◆ **Problem details**:
For this exercise, transcribe all of the records exactly as given.

◆ **Material to process**:
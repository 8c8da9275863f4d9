//! Tokenizer for filter expressions.

use std::fmt;

use crate::error::{ExprError, Result};

/// A lexical token.
#[derive(Debug, Clone, PartialEq)]
pub(crate) enum Token {
    Ident(String),
    Str(String),
    Number(f64),
    LParen,
    RParen,
    Comma,
    Dot,
    Not,
    Minus,
    AndAnd,
    OrOr,
    EqEq,
    NotEq,
    Lt,
    Le,
    Gt,
    Ge,
    Match,
    NotMatch,
}

impl fmt::Display for Token {
    fn fmt(&self, f: &mut fmt::Formatter<'_>) -> fmt::Result {
        match self {
            Token::Ident(name) => write!(f, "identifier {name:?}"),
            Token::Str(s) => write!(f, "string {s:?}"),
            Token::Number(n) => write!(f, "number {n}"),
            Token::LParen => f.write_str("'('"),
            Token::RParen => f.write_str("')'"),
            Token::Comma => f.write_str("','"),
            Token::Dot => f.write_str("'.'"),
            Token::Not => f.write_str("'!'"),
            Token::Minus => f.write_str("'-'"),
            Token::AndAnd => f.write_str("'&&'"),
            Token::OrOr => f.write_str("'||'"),
            Token::EqEq => f.write_str("'=='"),
            Token::NotEq => f.write_str("'!='"),
            Token::Lt => f.write_str("'<'"),
            Token::Le => f.write_str("'<='"),
            Token::Gt => f.write_str("'>'"),
            Token::Ge => f.write_str("'>='"),
            Token::Match => f.write_str("'=~'"),
            Token::NotMatch => f.write_str("'!~'"),
        }
    }
}

/// A token and the byte offset where it starts.
#[derive(Debug, Clone, PartialEq)]
pub(crate) struct Spanned {
    pub token: Token,
    pub offset: usize,
}

/// Splits an expression into tokens.
pub(crate) fn tokenize(input: &str) -> Result<Vec<Spanned>> {
    let mut tokens = Vec::new();
    let mut chars = input.char_indices().peekable();

    while let Some(&(offset, c)) = chars.peek() {
        if c.is_whitespace() {
            chars.next();
            continue;
        }

        let token = if c == '"' || c == '\'' {
            chars.next();
            lex_string(&mut chars, c, offset)?
        } else if c.is_ascii_digit() {
            let mut end = offset;
            while let Some(&(i, d)) = chars.peek() {
                if d.is_ascii_digit() {
                    end = i + 1;
                    chars.next();
                } else {
                    break;
                }
            }

            // Keys such as `5xx_errors` start with digits.
            if matches!(chars.peek(), Some(&(_, d)) if d.is_alphabetic() || d == '_') {
                while let Some(&(i, d)) = chars.peek() {
                    if d.is_alphanumeric() || d == '_' {
                        end = i + d.len_utf8();
                        chars.next();
                    } else {
                        break;
                    }
                }
                tokens.push(Spanned {
                    token: Token::Ident(input[offset..end].to_string()),
                    offset,
                });
                continue;
            }

            while let Some(&(i, d)) = chars.peek() {
                if d.is_ascii_digit() || d == '.' {
                    end = i + 1;
                    chars.next();
                } else {
                    break;
                }
            }
            let text = &input[offset..end];
            let number = text.parse().map_err(|_| ExprError::InvalidNumber {
                text: text.to_string(),
                offset,
            })?;
            Token::Number(number)
        } else if c.is_alphabetic() || c == '_' {
            let mut end = offset;
            while let Some(&(i, d)) = chars.peek() {
                if d.is_alphanumeric() || d == '_' {
                    end = i + d.len_utf8();
                    chars.next();
                } else {
                    break;
                }
            }
            Token::Ident(input[offset..end].to_string())
        } else {
            chars.next();
            let next = chars.peek().map(|&(_, n)| n);
            let (token, pair) = match (c, next) {
                ('&', Some('&')) => (Token::AndAnd, true),
                ('|', Some('|')) => (Token::OrOr, true),
                ('=', Some('=')) => (Token::EqEq, true),
                ('=', Some('~')) => (Token::Match, true),
                ('!', Some('=')) => (Token::NotEq, true),
                ('!', Some('~')) => (Token::NotMatch, true),
                ('<', Some('=')) => (Token::Le, true),
                ('>', Some('=')) => (Token::Ge, true),
                ('!', _) => (Token::Not, false),
                ('<', _) => (Token::Lt, false),
                ('>', _) => (Token::Gt, false),
                ('-', _) => (Token::Minus, false),
                ('(', _) => (Token::LParen, false),
                (')', _) => (Token::RParen, false),
                (',', _) => (Token::Comma, false),
                ('.', _) => (Token::Dot, false),
                _ => return Err(ExprError::UnexpectedChar { ch: c, offset }),
            };
            if pair {
                chars.next();
            }
            token
        };

        tokens.push(Spanned { token, offset });
    }

    Ok(tokens)
}

fn lex_string(
    chars: &mut std::iter::Peekable<std::str::CharIndices<'_>>,
    quote: char,
    offset: usize,
) -> Result<Token> {
    let mut value = String::new();
    loop {
        match chars.next() {
            None => return Err(ExprError::UnterminatedString { offset }),
            Some((_, c)) if c == quote => return Ok(Token::Str(value)),
            Some((_, '\\')) => match chars.next() {
                Some((_, 'n')) => value.push('\n'),
                Some((_, 't')) => value.push('\t'),
                Some((_, escaped)) => value.push(escaped),
                None => return Err(ExprError::UnterminatedString { offset }),
            },
            Some((_, c)) => value.push(c),
        }
    }
}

◆ **Result below**:
repository 8c8da9275863f4d9
//! Tokenizer for filter expressions.

use std::fmt;

use crate::error::{ExprError, Result};

/// A lexical token.
#[derive(Debug, Clone, PartialEq)]
pub(crate) enum Token {
    Ident(String),
    Str(String),
    Number(f64),
    LParen,
    RParen,
    Comma,
    Dot,
    Not,
    Minus,
    AndAnd,
    OrOr,
    EqEq,
    NotEq,
    Lt,
    Le,
    Gt,
    Ge,
    Match,
    NotMatch,
}

impl fmt::Display for Token {
    fn fmt(&self, f: &mut fmt::Formatter<'_>) -> fmt::Result {
        match self {
            Token::Ident(name) => write!(f, "identifier {name:?}"),
            Token::Str(s) => write!(f, "string {s:?}"),
            Token::Number(n) => write!(f, "number {n}"),
            Token::LParen => f.write_str("'('"),
            Token::RParen => f.write_str("')'"),
            Token::Comma => f.write_str("','"),
            Token::Dot => f.write_str("'.'"),
            Token::Not => f.write_str("'!'"),
            Token::Minus => f.write_str("'-'"),
            Token::AndAnd => f.write_str("'&&'"),
            Token::OrOr => f.write_str("'||'"),
            Token::EqEq => f.write_str("'=='"),
            Token::NotEq => f.write_str("'!='"),
            Token::Lt => f.write_str("'<'"),
            Token::Le => f.write_str("'<='"),
            Token::Gt => f.write_str("'>'"),
            Token::Ge => f.write_str("'>='"),
            Token::Match => f.write_str("'=~'"),
            Token::NotMatch => f.write_str("'!~'"),
        }
    }
}

/// A token and the byte offset where it starts.
#[derive(Debug, Clone, PartialEq)]
pub(crate) struct Spanned {
    pub token: Token,
    pub offset: usize,
}

/// Splits an expression into tokens.
pub(crate) fn tokenize(input: &str) -> Result<Vec<Spanned>> {
    let mut tokens = Vec::new();
    let mut chars = input.char_indices().peekable();

    while let Some(&(offset, c)) = chars.peek() {
        if c.is_whitespace() {
            chars.next();
            continue;
        }

        let token = if c == '"' || c == '\'' {
            chars.next();
            lex_string(&mut chars, c, offset)?
        } else if c.is_ascii_digit() {
            let mut end = offset;
            while let Some(&(i, d)) = chars.peek() {
                if d.is_ascii_digit() {
                    end = i + 1;
                    chars.next();
                } else {
                    break;
                }
            }

            // Keys such as `5xx_errors` start with digits.
            if matches!(chars.peek(), Some(&(_, d)) if d.is_alphabetic() || d == '_') {
                while let Some(&(i, d)) = chars.peek() {
                    if d.is_alphanumeric() || d == '_' {
                        end = i + d.len_utf8();
                        chars.next();
                    } else {
                        break;
                    }
                }
                tokens.push(Spanned {
                    token: Token::Ident(input[offset..end].to_string()),
                    offset,
                });
                continue;
            }

            while let Some(&(i, d)) = chars.peek() {
                if d.is_ascii_digit() || d == '.' {
                    end = i + 1;
                    chars.next();
                } else {
                    break;
                }
            }
            let text = &input[offset..end];
            let number = text.parse().map_err(|_| ExprError::InvalidNumber {
                text: text.to_string(),
                offset,
            })?;
            Token::Number(number)
        } else if c.is_alphabetic() || c == '_' {
            let mut end = offset;
            while let Some(&(i, d)) = chars.peek() {
                if d.is_alphanumeric() || d == '_' {
                    end = i + d.len_utf8();
                    chars.next();
                } else {
                    break;
                }
            }
            Token::Ident(input[offset..end].to_string())
        } else {
            chars.next();
            let next = chars.peek().map(|&(_, n)| n);
            let (token, pair) = match (c, next) {
                ('&', Some('&')) => (Token::AndAnd, true),
                ('|', Some('|')) => (Token::OrOr, true),
                ('=', Some('=')) => (Token::EqEq, true),
                ('=', Some('~')) => (Token::Match, true),
                ('!', Some('=')) => (Token::NotEq, true),
                ('!', Some('~')) => (Token::NotMatch, true),
                ('<', Some('=')) => (Token::Le, true),
                ('>', Some('=')) => (Token::Ge, true),
                ('!', _) => (Token::Not, false),
                ('<', _) => (Token::Lt, false),
                ('>', _) => (Token::Gt, false),
                ('-', _) => (Token::Minus, false),
                ('(', _) => (Token::LParen, false),
                (')', _) => (Token::RParen, false),
                (',', _) => (Token::Comma, false),
                ('.', _) => (Token::Dot, false),
                _ => return Err(ExprError::UnexpectedChar { ch: c, offset }),
            };
            if pair {
                chars.next();
            }
            token
        };

        tokens.push(Spanned { token, offset });
    }

    Ok(tokens)
}

fn lex_string(
    chars: &mut std::iter::Peekable<std::str::CharIndices<'_>>,
    quote: char,
    offset: usize,
) -> Result<Token> {
    let mut value = String::new();
    loop {
        match chars.next() {
            None => return Err(ExprError::UnterminatedString { offset }),
            Some((_, c)) if c == quote => return Ok(Token::Str(value)),
            Some((_, '\\')) => match chars.next() {
                Some((_, 'n')) => value.push('\n'),
                Some((_, 't')) => value.push('\t'),
                Some((_, escaped)) => value.push(escaped),
                None => return Err(ExprError::UnterminatedString { offset }),
            },
            Some((_, c)) => value.push(c),
        }
    }
}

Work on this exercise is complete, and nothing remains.